(Stored data entries)
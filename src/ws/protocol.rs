//! JSON frame protocol for the session gateway.
//!
//! Client → server frames are tagged with `type`; server → client frames
//! are tagged with `event` (bus events are serialized as-is, plus the
//! `subscribed`/`unsubscribed` acks and `error` frames defined here).

use std::collections::HashSet;

use axum::extract::ws::Message;
use serde::Deserialize;
use serde_json::json;
use tokio::sync::mpsc;

use crate::db::models::{ConnectionStatus, MessageType};
use crate::error::ApiError;
use crate::participants::{self, registry};
use crate::state::AppState;

fn default_message_type() -> MessageType {
    MessageType::Text
}

/// Frames a client may send over the session connection.
#[derive(Debug, Deserialize)]
#[serde(tag = "type", rename_all = "snake_case")]
pub enum ClientFrame {
    /// Start receiving this room's broadcasts on this connection.
    Subscribe { room_id: String },
    /// Stop receiving this room's broadcasts.
    Unsubscribe { room_id: String },
    /// Send a chat message; delivery back happens via the room broadcast.
    Chat {
        room_id: String,
        #[serde(rename = "message_type", default = "default_message_type")]
        message_type: MessageType,
        #[serde(default)]
        content: Option<String>,
        #[serde(default)]
        image_ref: Option<String>,
    },
}

/// Handle one incoming text frame: decode, dispatch, reply.
pub async fn handle_text_frame(
    text: &str,
    tx: &mpsc::UnboundedSender<Message>,
    state: &AppState,
    user_id: &str,
    subscribed_rooms: &mut HashSet<String>,
) {
    let frame: ClientFrame = match serde_json::from_str(text) {
        Ok(frame) => frame,
        Err(e) => {
            tracing::debug!(user_id = %user_id, error = %e, "undecodable ws frame");
            send_error_frame(tx, "bad_request", "Invalid frame");
            return;
        }
    };

    match frame {
        ClientFrame::Subscribe { room_id } => {
            match subscribe(state, &room_id, user_id).await {
                Ok(()) => {
                    subscribed_rooms.insert(room_id.clone());
                    send_frame(tx, &json!({ "event": "subscribed", "data": { "room_id": room_id } }));
                }
                Err(e) => send_error_frame(tx, e.code(), &e.to_string()),
            }
        }
        ClientFrame::Unsubscribe { room_id } => {
            subscribed_rooms.remove(&room_id);
            if let Some(mut subscribers) = state.room_subscriptions.get_mut(&room_id) {
                subscribers.remove(user_id);
            }
            send_frame(tx, &json!({ "event": "unsubscribed", "data": { "room_id": room_id } }));
        }
        ClientFrame::Chat {
            room_id,
            message_type,
            content,
            image_ref,
        } => {
            // The durable append publishes on the room topic; the sender
            // sees their own message through the broadcast like everyone
            // else, preserving the total id order.
            if let Err(e) = crate::chat::messages::append_message(
                state, &room_id, user_id, message_type, content, image_ref,
            )
            .await
            {
                send_error_frame(tx, e.code(), &e.to_string());
            }
        }
    }
}

/// Subscribing requires membership: an ACTIVE participant attaches
/// directly, a DISCONNECTED one is reconnected (their seat was held), an
/// EXITED or unknown user is refused.
async fn subscribe(state: &AppState, room_id: &str, user_id: &str) -> Result<(), ApiError> {
    let db = state.db.clone();
    let rid = room_id.to_string();
    let uid = user_id.to_string();

    let status = tokio::task::spawn_blocking(move || {
        let conn = db.lock().map_err(|_| ApiError::internal("db lock poisoned"))?;
        crate::rooms::load_room(&conn, &rid)?;
        Ok::<_, ApiError>(
            registry::get_participant(&conn, &rid, &uid)?.map(|p| p.connection_status),
        )
    })
    .await??;

    match status {
        Some(ConnectionStatus::Active) => {}
        Some(ConnectionStatus::Disconnected) => {
            // Reconnect without a fresh invitation.
            participants::join_room_inner(state, room_id, user_id, false).await?;
        }
        Some(ConnectionStatus::Exited) | None => return Err(ApiError::NotParticipant),
    }

    state
        .room_subscriptions
        .entry(room_id.to_string())
        .or_default()
        .insert(user_id.to_string());

    Ok(())
}

fn send_frame<T: serde::Serialize>(tx: &mpsc::UnboundedSender<Message>, frame: &T) {
    if let Ok(text) = serde_json::to_string(frame) {
        let _ = tx.send(Message::Text(text.into()));
    }
}

fn send_error_frame(tx: &mpsc::UnboundedSender<Message>, code: &str, message: &str) {
    send_frame(
        tx,
        &json!({ "event": "error", "data": { "code": code, "message": message } }),
    );
}
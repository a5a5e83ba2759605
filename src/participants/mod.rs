//! Participant lifecycle: join, leave, kick, disconnect, reconnect.
//!
//! Capacity and the EXITED/DISCONNECTED distinction live here. Everything
//! that can race against a concurrent join or finish takes the room's
//! exclusive lock; publishes happen after the lock is released.

pub mod registry;
pub mod sweep;

use std::time::Duration;

use axum::{
    extract::{Path, State},
    Json,
};
use serde::Deserialize;

use crate::auth::middleware::Claims;
use crate::bus::{RoomEvent, UserEvent};
use crate::db::models::{ConnectionStatus, RoomStatus};
use crate::error::ApiError;
use crate::rooms::crud::ParticipantResponse;
use crate::state::AppState;

/// WebSocket close code sent to kicked users.
pub const CLOSE_KICKED: u16 = 4004;

/// POST /api/rooms/{room_id}/join — Take a seat in the room.
pub async fn join_room(
    State(state): State<AppState>,
    claims: Claims,
    Path(room_id): Path<String>,
) -> Result<Json<ParticipantResponse>, ApiError> {
    let participant = join_room_inner(&state, &room_id, &claims.sub, false).await?;

    Ok(Json(ParticipantResponse {
        user_id: participant.user_id,
        connection_status: participant.connection_status,
        joined_at: participant.joined_at,
    }))
}

/// Shared join path for bare joins and invitation acceptance.
/// Takes the room lock so the capacity check and the insert are one atomic
/// step with respect to concurrent joiners and a concurrent finish.
pub async fn join_room_inner(
    state: &AppState,
    room_id: &str,
    user_id: &str,
    via_invitation: bool,
) -> Result<crate::db::models::Participant, ApiError> {
    let lock_timeout = Duration::from_secs(state.policy.lock_timeout_secs);
    let guard = state.room_locks.acquire(room_id, lock_timeout).await?;

    let db = state.db.clone();
    let policy = state.policy.clone();
    let rid = room_id.to_string();
    let uid = user_id.to_string();

    let (participant, newly_active) = tokio::task::spawn_blocking(move || {
        let mut conn = db.lock().map_err(|_| ApiError::internal("db lock poisoned"))?;
        let tx = conn.transaction()?;
        let outcome = registry::join_room_tx(&tx, &policy, &rid, &uid, via_invitation)?;
        tx.commit()?;
        Ok::<_, ApiError>(outcome)
    })
    .await??;

    drop(guard);

    if newly_active {
        tracing::info!(room_id = %room_id, user_id = %user_id, "participant joined");
        state.bus.publish_room(
            room_id,
            RoomEvent::ParticipantJoined {
                room_id: room_id.to_string(),
                user_id: user_id.to_string(),
            },
        );
    }

    Ok(participant)
}

/// POST /api/rooms/{room_id}/leave — Voluntary exit. Frees the seat, no
/// auto-reconnect, idempotent if already EXITED. Conservatively takes the
/// room lock so the freed seat is never double-counted against a racing join.
pub async fn leave_room(
    State(state): State<AppState>,
    claims: Claims,
    Path(room_id): Path<String>,
) -> Result<Json<serde_json::Value>, ApiError> {
    let lock_timeout = Duration::from_secs(state.policy.lock_timeout_secs);
    let guard = state.room_locks.acquire(&room_id, lock_timeout).await?;

    let db = state.db.clone();
    let rid = room_id.clone();
    let uid = claims.sub.clone();

    let changed = tokio::task::spawn_blocking(move || {
        let conn = db.lock().map_err(|_| ApiError::internal("db lock poisoned"))?;

        // A finished room is a closed audit record: the participant rows
        // freeze as they stood at the moment of finish.
        let room = crate::rooms::load_room(&conn, &rid)?;
        if room.status == RoomStatus::Finished {
            return Err(ApiError::RoomNotJoinable);
        }

        let participant = registry::get_participant(&conn, &rid, &uid)?
            .ok_or(ApiError::NotFound("participant"))?;
        if participant.connection_status == ConnectionStatus::Exited {
            return Ok::<_, ApiError>(false);
        }
        registry::set_status(&conn, &rid, &uid, ConnectionStatus::Exited)?;
        Ok(true)
    })
    .await??;

    drop(guard);

    if changed {
        tracing::info!(room_id = %room_id, user_id = %claims.sub, "participant left");
        state.bus.publish_room(
            &room_id,
            RoomEvent::ParticipantLeft {
                room_id: room_id.clone(),
                user_id: claims.sub.clone(),
            },
        );
    }

    Ok(Json(serde_json::json!({ "left": true })))
}

#[derive(Debug, Deserialize)]
pub struct KickRequest {
    pub user_id: String,
}

/// POST /api/rooms/{room_id}/kick — Host-only forced removal. The target is
/// EXITED (seat freed) and a forced-disconnect event goes out on their user
/// topic so every instance terminates their live connections.
pub async fn kick_participant(
    State(state): State<AppState>,
    claims: Claims,
    Path(room_id): Path<String>,
    Json(req): Json<KickRequest>,
) -> Result<Json<serde_json::Value>, ApiError> {
    if req.user_id == claims.sub {
        return Err(ApiError::BadRequest("host cannot kick themselves".to_string()));
    }

    let lock_timeout = Duration::from_secs(state.policy.lock_timeout_secs);
    let guard = state.room_locks.acquire(&room_id, lock_timeout).await?;

    let db = state.db.clone();
    let rid = room_id.clone();
    let caller = claims.sub.clone();
    let target = req.user_id.clone();

    tokio::task::spawn_blocking(move || {
        let conn = db.lock().map_err(|_| ApiError::internal("db lock poisoned"))?;

        let room = crate::rooms::load_room(&conn, &rid)?;
        if room.host_id != caller {
            return Err(ApiError::NotHost);
        }
        if room.status == RoomStatus::Finished {
            return Err(ApiError::RoomNotJoinable);
        }

        registry::get_participant(&conn, &rid, &target)?
            .ok_or(ApiError::NotFound("participant"))?;
        registry::set_status(&conn, &rid, &target, ConnectionStatus::Exited)?;
        Ok::<_, ApiError>(())
    })
    .await??;

    drop(guard);

    tracing::info!(room_id = %room_id, user_id = %req.user_id, "participant kicked");

    state.bus.publish_room(
        &room_id,
        RoomEvent::ParticipantKicked {
            room_id: room_id.clone(),
            user_id: req.user_id.clone(),
        },
    );
    state.bus.publish_user(
        &req.user_id,
        UserEvent::ForceDisconnect {
            reason: "You have been removed from this reading room".to_string(),
            close_code: CLOSE_KICKED,
        },
    );

    Ok(Json(serde_json::json!({ "kicked": true })))
}

/// Mark an ACTIVE participant DISCONNECTED (network-level loss). The seat
/// stays reserved until the grace-period sweep or an explicit leave. Called
/// from the WebSocket actor when a user's last connection drops.
pub async fn mark_disconnected(state: &AppState, room_id: &str, user_id: &str) {
    let lock_timeout = Duration::from_secs(state.policy.lock_timeout_secs);
    let guard = match state.room_locks.acquire(room_id, lock_timeout).await {
        Ok(guard) => guard,
        Err(_) => {
            // The sweep will reconcile; losing this marker only delays the
            // seat release.
            tracing::warn!(room_id = %room_id, user_id = %user_id, "skipping disconnect marker, room busy");
            return;
        }
    };

    let db = state.db.clone();
    let rid = room_id.to_string();
    let uid = user_id.to_string();

    let result = tokio::task::spawn_blocking(move || {
        let conn = db.lock().map_err(|_| ApiError::internal("db lock poisoned"))?;

        // After finish the who-was-present snapshot must not drift.
        let room = crate::rooms::load_room(&conn, &rid)?;
        if room.status == RoomStatus::Finished {
            return Ok::<_, ApiError>(false);
        }

        let participant = registry::get_participant(&conn, &rid, &uid)?;
        match participant {
            Some(p) if p.connection_status == ConnectionStatus::Active => {
                registry::set_status(&conn, &rid, &uid, ConnectionStatus::Disconnected)?;
                Ok::<_, ApiError>(true)
            }
            _ => Ok(false),
        }
    })
    .await;

    drop(guard);

    match result {
        Ok(Ok(true)) => {
            tracing::info!(room_id = %room_id, user_id = %user_id, "participant disconnected");
            state.bus.publish_room(
                room_id,
                RoomEvent::ParticipantDisconnected {
                    room_id: room_id.to_string(),
                    user_id: user_id.to_string(),
                },
            );
        }
        Ok(Ok(false)) => {}
        Ok(Err(e)) => tracing::error!(error = %e, "disconnect marker failed"),
        Err(e) => tracing::error!(error = %e, "disconnect marker task join failed"),
    }
}
pub mod migrations;
pub mod models;

use rusqlite::Connection;
use std::path::Path;
use std::sync::{Arc, Mutex};

/// Type alias for the shared database connection.
/// rusqlite is synchronous — we wrap in Arc<Mutex> for thread safety
/// with tokio::task::spawn_blocking for DB operations.
pub type DbPool = Arc<Mutex<Connection>>;

/// Initialize the SQLite database: create data directory if needed,
/// open (or create) the database file, enable WAL mode, and run migrations.
pub fn init_db(data_dir: &str) -> Result<DbPool, Box<dyn std::error::Error>> {
    std::fs::create_dir_all(data_dir)?;

    let db_path = Path::new(data_dir).join("readalong.db");
    let mut conn = Connection::open(&db_path)?;

    // WAL mode for better concurrent read performance
    conn.pragma_update(None, "journal_mode", "WAL")?;
    conn.pragma_update(None, "foreign_keys", "ON")?;

    let migrations = migrations::migrations();
    migrations.to_latest(&mut conn)?;

    tracing::info!("Database initialized at {}", db_path.display());

    Ok(Arc::new(Mutex::new(conn)))
}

■ What the task asks: All lines in the records above that contain "topic" are to be reported.

■ Output of the task:
            // The durable append publishes on the room topic; the sender
/// topic so every instance terminates their live connections.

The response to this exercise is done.